Your instructions
Only certain lines below are wanted: those starting at the line containing "filename crates/render/src/layout.rs" and ending at the line containing "use spacekit_common::Transform;", both included, each retyped exactly.

Stored items from a collection:
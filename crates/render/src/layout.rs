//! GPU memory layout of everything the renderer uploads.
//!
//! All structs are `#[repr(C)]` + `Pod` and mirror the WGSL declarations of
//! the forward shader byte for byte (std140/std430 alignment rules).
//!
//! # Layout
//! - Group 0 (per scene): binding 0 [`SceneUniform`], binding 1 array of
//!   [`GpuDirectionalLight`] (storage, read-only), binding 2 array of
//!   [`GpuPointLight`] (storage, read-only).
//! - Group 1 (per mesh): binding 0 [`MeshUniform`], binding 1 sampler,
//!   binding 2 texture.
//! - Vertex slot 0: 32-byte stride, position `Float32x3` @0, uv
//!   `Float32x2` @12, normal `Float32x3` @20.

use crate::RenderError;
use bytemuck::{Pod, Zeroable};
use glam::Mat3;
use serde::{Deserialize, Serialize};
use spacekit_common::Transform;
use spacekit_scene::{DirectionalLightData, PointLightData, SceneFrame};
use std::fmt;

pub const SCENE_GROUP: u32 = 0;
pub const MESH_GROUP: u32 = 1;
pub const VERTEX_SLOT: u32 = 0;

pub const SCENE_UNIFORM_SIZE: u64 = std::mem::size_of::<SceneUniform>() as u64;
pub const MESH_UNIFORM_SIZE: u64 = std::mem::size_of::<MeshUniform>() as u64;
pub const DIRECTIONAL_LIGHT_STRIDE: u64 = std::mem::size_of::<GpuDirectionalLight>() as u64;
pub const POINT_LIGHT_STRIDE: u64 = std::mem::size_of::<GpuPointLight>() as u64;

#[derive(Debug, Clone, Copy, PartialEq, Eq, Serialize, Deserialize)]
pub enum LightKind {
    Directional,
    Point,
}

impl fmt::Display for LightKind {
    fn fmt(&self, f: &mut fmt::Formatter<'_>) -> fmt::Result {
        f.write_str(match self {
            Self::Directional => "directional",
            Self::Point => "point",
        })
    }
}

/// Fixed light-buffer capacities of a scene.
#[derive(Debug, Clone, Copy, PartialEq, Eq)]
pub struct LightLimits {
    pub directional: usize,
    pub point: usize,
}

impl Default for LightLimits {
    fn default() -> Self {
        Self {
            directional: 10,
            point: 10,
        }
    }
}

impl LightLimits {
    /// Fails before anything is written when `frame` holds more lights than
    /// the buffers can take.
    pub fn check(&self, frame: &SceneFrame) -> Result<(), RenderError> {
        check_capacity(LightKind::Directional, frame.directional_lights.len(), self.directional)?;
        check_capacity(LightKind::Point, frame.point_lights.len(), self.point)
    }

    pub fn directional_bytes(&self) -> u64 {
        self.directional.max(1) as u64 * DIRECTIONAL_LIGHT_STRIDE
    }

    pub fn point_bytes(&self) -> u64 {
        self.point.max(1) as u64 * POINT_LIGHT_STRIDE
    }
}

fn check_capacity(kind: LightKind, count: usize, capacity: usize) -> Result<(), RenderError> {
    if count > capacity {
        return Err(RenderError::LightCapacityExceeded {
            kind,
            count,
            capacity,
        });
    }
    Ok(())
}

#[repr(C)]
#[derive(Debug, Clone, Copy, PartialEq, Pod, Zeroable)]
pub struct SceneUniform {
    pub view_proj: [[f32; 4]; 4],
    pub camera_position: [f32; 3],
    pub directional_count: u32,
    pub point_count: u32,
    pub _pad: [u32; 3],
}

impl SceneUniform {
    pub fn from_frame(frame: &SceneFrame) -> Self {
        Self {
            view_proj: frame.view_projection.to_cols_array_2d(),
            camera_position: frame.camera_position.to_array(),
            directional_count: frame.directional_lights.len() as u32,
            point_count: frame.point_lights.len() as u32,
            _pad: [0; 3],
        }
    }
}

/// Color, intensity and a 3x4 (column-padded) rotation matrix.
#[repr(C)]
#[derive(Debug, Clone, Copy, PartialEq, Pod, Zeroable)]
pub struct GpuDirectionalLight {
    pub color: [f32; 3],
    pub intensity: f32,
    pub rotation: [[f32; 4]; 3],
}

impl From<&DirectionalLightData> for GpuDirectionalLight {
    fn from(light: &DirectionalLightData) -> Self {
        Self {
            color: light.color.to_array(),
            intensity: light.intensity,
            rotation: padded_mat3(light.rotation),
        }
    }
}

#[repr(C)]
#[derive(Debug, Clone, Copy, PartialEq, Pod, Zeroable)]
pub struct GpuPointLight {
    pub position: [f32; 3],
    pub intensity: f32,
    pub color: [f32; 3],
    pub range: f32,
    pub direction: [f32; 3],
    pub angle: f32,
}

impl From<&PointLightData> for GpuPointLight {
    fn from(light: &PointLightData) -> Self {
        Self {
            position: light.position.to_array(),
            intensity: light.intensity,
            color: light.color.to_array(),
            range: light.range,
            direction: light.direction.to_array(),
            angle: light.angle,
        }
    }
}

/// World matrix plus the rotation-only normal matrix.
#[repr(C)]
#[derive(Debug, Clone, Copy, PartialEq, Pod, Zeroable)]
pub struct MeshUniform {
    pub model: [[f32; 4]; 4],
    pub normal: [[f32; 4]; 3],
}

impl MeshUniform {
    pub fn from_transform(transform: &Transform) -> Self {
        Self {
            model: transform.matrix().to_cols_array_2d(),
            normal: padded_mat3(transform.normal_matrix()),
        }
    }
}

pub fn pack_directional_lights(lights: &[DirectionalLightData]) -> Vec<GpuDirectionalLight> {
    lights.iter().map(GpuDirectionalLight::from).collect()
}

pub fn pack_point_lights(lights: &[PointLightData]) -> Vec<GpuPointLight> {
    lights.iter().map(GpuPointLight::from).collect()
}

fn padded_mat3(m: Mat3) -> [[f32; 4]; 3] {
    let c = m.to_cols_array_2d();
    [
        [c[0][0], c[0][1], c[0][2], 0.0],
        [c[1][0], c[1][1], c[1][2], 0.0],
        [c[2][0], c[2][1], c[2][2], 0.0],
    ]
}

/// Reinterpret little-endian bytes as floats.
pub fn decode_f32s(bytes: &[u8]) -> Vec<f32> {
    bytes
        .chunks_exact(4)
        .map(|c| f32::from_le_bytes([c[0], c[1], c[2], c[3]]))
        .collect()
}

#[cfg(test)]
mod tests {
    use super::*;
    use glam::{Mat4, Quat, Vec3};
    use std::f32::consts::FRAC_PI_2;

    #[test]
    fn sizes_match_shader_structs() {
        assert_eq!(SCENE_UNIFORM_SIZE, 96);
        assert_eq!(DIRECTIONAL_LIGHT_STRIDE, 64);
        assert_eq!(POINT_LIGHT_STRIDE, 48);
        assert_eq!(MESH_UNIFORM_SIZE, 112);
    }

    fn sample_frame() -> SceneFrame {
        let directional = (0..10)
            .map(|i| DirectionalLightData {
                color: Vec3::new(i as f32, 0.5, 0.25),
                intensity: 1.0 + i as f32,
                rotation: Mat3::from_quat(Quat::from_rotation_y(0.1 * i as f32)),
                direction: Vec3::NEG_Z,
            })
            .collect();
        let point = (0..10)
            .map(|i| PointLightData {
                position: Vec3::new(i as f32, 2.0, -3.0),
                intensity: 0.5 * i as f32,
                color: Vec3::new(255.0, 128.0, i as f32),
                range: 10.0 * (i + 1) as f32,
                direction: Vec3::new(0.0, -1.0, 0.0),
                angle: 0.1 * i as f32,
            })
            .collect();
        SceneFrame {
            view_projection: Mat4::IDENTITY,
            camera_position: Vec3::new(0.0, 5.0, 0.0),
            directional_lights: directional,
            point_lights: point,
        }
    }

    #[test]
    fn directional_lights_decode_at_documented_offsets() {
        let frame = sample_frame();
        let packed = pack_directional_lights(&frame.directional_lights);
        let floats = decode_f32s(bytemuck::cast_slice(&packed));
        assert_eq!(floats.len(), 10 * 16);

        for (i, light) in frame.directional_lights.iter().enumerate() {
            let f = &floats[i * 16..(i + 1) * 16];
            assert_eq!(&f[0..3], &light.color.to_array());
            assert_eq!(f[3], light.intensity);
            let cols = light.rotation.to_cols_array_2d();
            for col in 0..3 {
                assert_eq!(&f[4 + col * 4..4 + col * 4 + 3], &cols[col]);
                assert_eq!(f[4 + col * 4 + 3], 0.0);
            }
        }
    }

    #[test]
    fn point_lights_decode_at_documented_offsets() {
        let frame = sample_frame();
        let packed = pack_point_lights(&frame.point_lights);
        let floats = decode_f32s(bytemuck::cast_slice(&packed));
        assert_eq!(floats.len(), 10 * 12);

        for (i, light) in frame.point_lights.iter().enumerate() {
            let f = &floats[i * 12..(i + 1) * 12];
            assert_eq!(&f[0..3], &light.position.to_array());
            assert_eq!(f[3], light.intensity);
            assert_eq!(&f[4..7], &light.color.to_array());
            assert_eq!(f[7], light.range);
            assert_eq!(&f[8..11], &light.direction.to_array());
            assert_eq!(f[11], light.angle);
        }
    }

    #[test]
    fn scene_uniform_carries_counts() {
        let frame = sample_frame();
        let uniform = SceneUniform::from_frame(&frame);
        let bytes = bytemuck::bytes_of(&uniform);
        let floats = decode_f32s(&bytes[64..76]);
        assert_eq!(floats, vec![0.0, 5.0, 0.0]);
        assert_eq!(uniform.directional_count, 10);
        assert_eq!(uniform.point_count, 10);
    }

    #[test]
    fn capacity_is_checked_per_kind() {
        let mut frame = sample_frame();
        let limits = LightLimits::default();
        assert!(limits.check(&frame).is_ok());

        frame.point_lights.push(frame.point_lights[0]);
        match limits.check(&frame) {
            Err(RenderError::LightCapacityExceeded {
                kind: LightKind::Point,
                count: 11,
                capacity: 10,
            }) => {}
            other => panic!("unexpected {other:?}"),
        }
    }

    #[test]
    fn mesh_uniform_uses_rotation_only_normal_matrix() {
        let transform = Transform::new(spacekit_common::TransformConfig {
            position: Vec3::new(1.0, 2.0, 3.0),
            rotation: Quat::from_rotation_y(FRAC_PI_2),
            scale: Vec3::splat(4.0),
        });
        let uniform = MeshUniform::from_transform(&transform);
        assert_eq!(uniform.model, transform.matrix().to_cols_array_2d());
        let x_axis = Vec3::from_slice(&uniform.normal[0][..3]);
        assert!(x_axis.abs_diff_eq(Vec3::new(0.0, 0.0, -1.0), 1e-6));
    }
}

* * *

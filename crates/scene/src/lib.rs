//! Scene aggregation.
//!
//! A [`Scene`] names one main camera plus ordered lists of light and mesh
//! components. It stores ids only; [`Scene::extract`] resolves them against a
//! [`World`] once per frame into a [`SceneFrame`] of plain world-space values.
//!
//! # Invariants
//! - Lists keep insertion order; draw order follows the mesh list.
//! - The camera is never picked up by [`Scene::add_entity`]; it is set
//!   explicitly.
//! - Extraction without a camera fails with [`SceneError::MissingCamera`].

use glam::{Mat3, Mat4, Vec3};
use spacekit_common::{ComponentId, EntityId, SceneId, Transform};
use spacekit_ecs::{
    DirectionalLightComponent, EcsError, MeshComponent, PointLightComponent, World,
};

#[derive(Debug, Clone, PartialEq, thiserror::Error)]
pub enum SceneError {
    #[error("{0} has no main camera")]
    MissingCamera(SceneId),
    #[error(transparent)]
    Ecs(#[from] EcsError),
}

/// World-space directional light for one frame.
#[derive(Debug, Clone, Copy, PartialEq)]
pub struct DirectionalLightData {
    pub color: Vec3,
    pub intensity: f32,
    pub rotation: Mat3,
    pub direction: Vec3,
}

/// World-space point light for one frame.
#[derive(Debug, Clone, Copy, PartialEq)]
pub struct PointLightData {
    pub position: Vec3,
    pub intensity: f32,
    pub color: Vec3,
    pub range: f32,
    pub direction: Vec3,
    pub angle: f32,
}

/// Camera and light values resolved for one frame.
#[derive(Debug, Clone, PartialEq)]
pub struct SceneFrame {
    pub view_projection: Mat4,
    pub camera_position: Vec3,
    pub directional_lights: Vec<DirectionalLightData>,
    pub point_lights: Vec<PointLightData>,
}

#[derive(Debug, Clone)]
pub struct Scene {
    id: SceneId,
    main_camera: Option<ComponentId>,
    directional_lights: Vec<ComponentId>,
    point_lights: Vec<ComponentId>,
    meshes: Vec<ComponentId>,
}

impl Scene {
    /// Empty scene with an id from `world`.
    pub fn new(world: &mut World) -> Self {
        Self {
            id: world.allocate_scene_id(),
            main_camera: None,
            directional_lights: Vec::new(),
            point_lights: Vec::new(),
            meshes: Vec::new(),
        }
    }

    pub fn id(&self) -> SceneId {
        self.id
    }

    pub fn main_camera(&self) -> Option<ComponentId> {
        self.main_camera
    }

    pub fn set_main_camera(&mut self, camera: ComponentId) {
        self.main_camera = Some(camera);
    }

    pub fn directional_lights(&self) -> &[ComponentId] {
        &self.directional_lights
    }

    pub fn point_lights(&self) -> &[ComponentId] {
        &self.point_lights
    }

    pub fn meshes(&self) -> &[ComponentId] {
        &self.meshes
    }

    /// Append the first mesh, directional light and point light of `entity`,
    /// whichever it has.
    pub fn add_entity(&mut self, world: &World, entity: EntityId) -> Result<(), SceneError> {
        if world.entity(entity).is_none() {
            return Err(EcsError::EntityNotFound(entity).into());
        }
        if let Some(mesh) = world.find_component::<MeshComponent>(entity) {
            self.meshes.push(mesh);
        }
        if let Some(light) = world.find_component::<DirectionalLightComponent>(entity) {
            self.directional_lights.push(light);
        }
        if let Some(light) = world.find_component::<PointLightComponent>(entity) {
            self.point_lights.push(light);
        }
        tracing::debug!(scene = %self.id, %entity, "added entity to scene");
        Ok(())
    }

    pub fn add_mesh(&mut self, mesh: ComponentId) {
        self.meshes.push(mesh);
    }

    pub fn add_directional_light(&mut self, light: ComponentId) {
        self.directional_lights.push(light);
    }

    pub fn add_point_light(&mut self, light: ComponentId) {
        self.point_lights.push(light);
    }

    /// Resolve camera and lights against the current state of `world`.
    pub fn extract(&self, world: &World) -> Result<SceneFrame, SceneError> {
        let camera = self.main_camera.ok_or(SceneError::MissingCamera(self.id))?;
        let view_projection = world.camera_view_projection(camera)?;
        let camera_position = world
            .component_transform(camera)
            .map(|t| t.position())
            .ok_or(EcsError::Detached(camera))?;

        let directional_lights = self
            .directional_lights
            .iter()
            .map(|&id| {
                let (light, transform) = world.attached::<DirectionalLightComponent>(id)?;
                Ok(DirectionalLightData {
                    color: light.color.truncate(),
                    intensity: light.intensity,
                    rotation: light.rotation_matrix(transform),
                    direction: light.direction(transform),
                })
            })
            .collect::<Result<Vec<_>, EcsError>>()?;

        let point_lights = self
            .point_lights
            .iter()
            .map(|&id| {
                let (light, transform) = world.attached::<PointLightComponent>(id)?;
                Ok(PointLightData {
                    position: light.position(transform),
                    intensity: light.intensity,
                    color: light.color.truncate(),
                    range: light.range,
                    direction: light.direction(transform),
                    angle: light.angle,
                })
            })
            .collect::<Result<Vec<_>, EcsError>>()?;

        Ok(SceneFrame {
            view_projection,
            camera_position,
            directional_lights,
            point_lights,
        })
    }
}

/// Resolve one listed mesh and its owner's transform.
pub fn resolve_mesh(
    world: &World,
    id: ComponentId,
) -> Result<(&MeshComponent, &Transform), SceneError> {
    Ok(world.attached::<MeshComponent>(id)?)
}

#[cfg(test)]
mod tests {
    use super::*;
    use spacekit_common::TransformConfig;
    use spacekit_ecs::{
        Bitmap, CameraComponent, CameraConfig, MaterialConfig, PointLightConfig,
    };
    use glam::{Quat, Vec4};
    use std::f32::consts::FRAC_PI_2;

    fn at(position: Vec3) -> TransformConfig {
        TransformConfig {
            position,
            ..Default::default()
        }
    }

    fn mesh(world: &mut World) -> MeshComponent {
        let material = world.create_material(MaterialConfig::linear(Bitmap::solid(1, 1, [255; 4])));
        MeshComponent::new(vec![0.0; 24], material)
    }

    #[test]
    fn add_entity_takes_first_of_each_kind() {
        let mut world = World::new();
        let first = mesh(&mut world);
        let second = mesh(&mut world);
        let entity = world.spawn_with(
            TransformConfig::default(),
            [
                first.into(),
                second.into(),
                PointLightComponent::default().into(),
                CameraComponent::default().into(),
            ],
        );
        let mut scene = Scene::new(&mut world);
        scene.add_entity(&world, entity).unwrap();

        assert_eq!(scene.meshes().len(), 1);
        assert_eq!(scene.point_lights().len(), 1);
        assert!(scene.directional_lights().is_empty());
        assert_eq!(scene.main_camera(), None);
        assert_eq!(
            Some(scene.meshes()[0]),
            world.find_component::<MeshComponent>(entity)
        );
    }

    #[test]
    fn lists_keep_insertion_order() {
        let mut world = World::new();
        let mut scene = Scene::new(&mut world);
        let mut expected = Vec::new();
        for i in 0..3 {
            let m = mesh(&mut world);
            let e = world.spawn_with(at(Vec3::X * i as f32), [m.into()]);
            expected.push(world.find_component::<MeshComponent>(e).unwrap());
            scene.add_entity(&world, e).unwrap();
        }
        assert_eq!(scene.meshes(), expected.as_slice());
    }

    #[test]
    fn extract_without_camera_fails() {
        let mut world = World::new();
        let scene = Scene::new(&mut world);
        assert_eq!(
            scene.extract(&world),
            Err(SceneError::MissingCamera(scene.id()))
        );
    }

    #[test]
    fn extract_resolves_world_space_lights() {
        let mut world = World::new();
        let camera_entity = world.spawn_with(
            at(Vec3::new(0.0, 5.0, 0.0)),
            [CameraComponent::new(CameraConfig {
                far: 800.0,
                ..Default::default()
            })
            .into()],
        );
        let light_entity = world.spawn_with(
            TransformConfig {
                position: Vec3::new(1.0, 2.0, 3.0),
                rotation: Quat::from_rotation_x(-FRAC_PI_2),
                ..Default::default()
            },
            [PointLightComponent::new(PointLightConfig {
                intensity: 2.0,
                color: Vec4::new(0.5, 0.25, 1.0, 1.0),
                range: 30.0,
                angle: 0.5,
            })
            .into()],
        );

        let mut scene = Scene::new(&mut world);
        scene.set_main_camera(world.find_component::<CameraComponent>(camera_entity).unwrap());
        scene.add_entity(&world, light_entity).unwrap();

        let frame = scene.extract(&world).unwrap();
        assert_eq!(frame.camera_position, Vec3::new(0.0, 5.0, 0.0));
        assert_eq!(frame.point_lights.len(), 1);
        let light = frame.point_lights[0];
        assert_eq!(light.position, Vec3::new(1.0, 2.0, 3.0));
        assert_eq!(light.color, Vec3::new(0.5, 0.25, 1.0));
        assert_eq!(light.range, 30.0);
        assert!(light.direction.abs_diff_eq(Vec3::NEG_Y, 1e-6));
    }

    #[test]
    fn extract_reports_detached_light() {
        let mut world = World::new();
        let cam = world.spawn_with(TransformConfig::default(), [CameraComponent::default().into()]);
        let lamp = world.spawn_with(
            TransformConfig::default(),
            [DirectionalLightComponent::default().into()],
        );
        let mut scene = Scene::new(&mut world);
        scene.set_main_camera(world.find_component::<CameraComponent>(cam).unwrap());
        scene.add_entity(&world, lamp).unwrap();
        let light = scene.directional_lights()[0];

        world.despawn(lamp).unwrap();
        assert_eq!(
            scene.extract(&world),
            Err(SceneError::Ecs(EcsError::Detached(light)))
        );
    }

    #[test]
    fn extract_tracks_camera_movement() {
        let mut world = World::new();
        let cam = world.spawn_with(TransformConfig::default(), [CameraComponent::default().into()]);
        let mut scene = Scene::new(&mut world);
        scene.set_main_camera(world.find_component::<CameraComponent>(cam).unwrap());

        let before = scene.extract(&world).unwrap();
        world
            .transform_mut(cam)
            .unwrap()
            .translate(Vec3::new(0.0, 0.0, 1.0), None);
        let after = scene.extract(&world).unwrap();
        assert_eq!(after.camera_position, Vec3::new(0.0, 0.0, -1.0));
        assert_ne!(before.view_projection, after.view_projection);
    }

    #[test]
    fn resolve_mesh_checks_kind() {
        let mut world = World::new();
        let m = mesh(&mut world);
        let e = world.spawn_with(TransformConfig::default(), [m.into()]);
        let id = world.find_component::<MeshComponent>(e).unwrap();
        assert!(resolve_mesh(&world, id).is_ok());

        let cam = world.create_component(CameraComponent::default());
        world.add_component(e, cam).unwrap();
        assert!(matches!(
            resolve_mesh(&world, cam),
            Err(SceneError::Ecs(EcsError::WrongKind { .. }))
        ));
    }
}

Response
filename crates/render/src/layout.rs
//! GPU memory layout of everything the renderer uploads.
//!
//! All structs are `#[repr(C)]` + `Pod` and mirror the WGSL declarations of
//! the forward shader byte for byte (std140/std430 alignment rules).
//!
//! # Layout
//! - Group 0 (per scene): binding 0 [`SceneUniform`], binding 1 array of
//!   [`GpuDirectionalLight`] (storage, read-only), binding 2 array of
//!   [`GpuPointLight`] (storage, read-only).
//! - Group 1 (per mesh): binding 0 [`MeshUniform`], binding 1 sampler,
//!   binding 2 texture.
//! - Vertex slot 0: 32-byte stride, position `Float32x3` @0, uv
//!   `Float32x2` @12, normal `Float32x3` @20.

use crate::RenderError;
use bytemuck::{Pod, Zeroable};
use glam::Mat3;
use serde::{Deserialize, Serialize};
use spacekit_common::Transform;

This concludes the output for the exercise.